[Saved entries]

━━━━━━━━━━━━━━━━

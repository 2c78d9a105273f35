//! Command implementations for morio.
//!
//! This module provides the dispatcher that routes CLI commands to their
//! implementations. Every command resolves the configuration root first.

mod agent;
mod init;
mod modules;
mod services;
mod template;
mod vars;

use crate::agents::service::{ServiceAction, SystemServiceManager};
use crate::agents::Agent;
use crate::cli::Command;
use crate::context::ClientContext;
use crate::error::Result;
use std::path::Path;

/// Dispatch a command to its implementation.
///
/// This is the main entry point for command execution. `root` is the
/// `--root` option, if given.
pub fn dispatch(command: Command, root: Option<&Path>) -> Result<()> {
    let ctx = ClientContext::resolve(root)?;
    let services = SystemServiceManager::current();

    match command {
        Command::Init => init::cmd_init(&ctx, &services),
        Command::Vars(vars_cmd) => vars::dispatch_vars(&ctx, vars_cmd.action),
        Command::Template => template::cmd_template(&ctx),
        Command::Modules(modules_cmd) => modules::dispatch_modules(&ctx, modules_cmd.action),
        Command::Start(args) => services::cmd_service(&services, &args.agents(), ServiceAction::Start),
        Command::Stop(args) => services::cmd_service(&services, &args.agents(), ServiceAction::Stop),
        Command::Restart(args) => {
            services::cmd_service(&services, &args.agents(), ServiceAction::Restart)
        }
        Command::Status(args) => services::cmd_status(&services, &args.agents()),
        Command::Audit(args) => agent::cmd_agent(&ctx, Agent::Audit, &args.args),
        Command::Logs(args) => agent::cmd_agent(&ctx, Agent::Logs, &args.args),
        Command::Metrics(args) => agent::cmd_agent(&ctx, Agent::Metrics, &args.args),
    }
}
//! Implementation of the `morio template` command.
//!
//! For each agent, renders the main configuration template and then every
//! enabled module area. The variable context is re-read before each step
//! so defaults harvested by the main template are visible to its modules.
//! The first failure aborts the run; files already written stay in place.

use crate::agents::Agent;
use crate::context::ClientContext;
use crate::error::Result;
use crate::modules::ModuleArea;
use crate::template::{RenderedFile, Renderer};
use crate::vars::VarStore;
use tracing::info;

/// Files rendered for one agent.
#[derive(Debug, Clone)]
pub struct AgentRender {
    pub config: RenderedFile,
    pub modules: Vec<RenderedFile>,
}

/// Render the configuration of every agent.
pub fn render_all(ctx: &ClientContext) -> Result<Vec<(Agent, AgentRender)>> {
    let store = VarStore::from_context(ctx);
    let renderer = Renderer::new(&store, ctx.layout_path());

    Agent::ALL
        .iter()
        .map(|agent| Ok((*agent, render_agent(ctx, &store, &renderer, *agent)?)))
        .collect()
}

fn render_agent(
    ctx: &ClientContext,
    store: &VarStore,
    renderer: &Renderer<'_>,
    agent: Agent,
) -> Result<AgentRender> {
    let vars = store.get_all()?;
    let config = renderer.render_file(
        &ctx.config_template_path(agent),
        &ctx.rendered_config_path(agent),
        &vars,
    )?;

    let mut modules = Vec::new();
    for area in ModuleArea::for_agent(agent) {
        let vars = store.get_all()?;
        modules.extend(renderer.render_folder(
            &ctx.area_dir(area),
            &ctx.area_output_dir(area),
            &vars,
        )?);
    }

    info!(%agent, modules = modules.len(), "templated agent configuration");
    Ok(AgentRender { config, modules })
}

/// Execute the `morio template` command.
pub fn cmd_template(ctx: &ClientContext) -> Result<()> {
    for (agent, render) in render_all(ctx)? {
        println!(
            "Templated {} configuration: {}",
            agent,
            render.config.destination.display()
        );
        for module in &render.modules {
            println!("  - {}", module.destination.display());
        }
    }
    Ok(())
}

━━━━━━━━━━━━━━━━

## Exercise aim
In the records, locate each line holding the string "AgentRender" and copy it.

## Solution
pub struct AgentRender {
pub fn render_all(ctx: &ClientContext) -> Result<Vec<(Agent, AgentRender)>> {
) -> Result<AgentRender> {
    Ok(AgentRender { config, modules })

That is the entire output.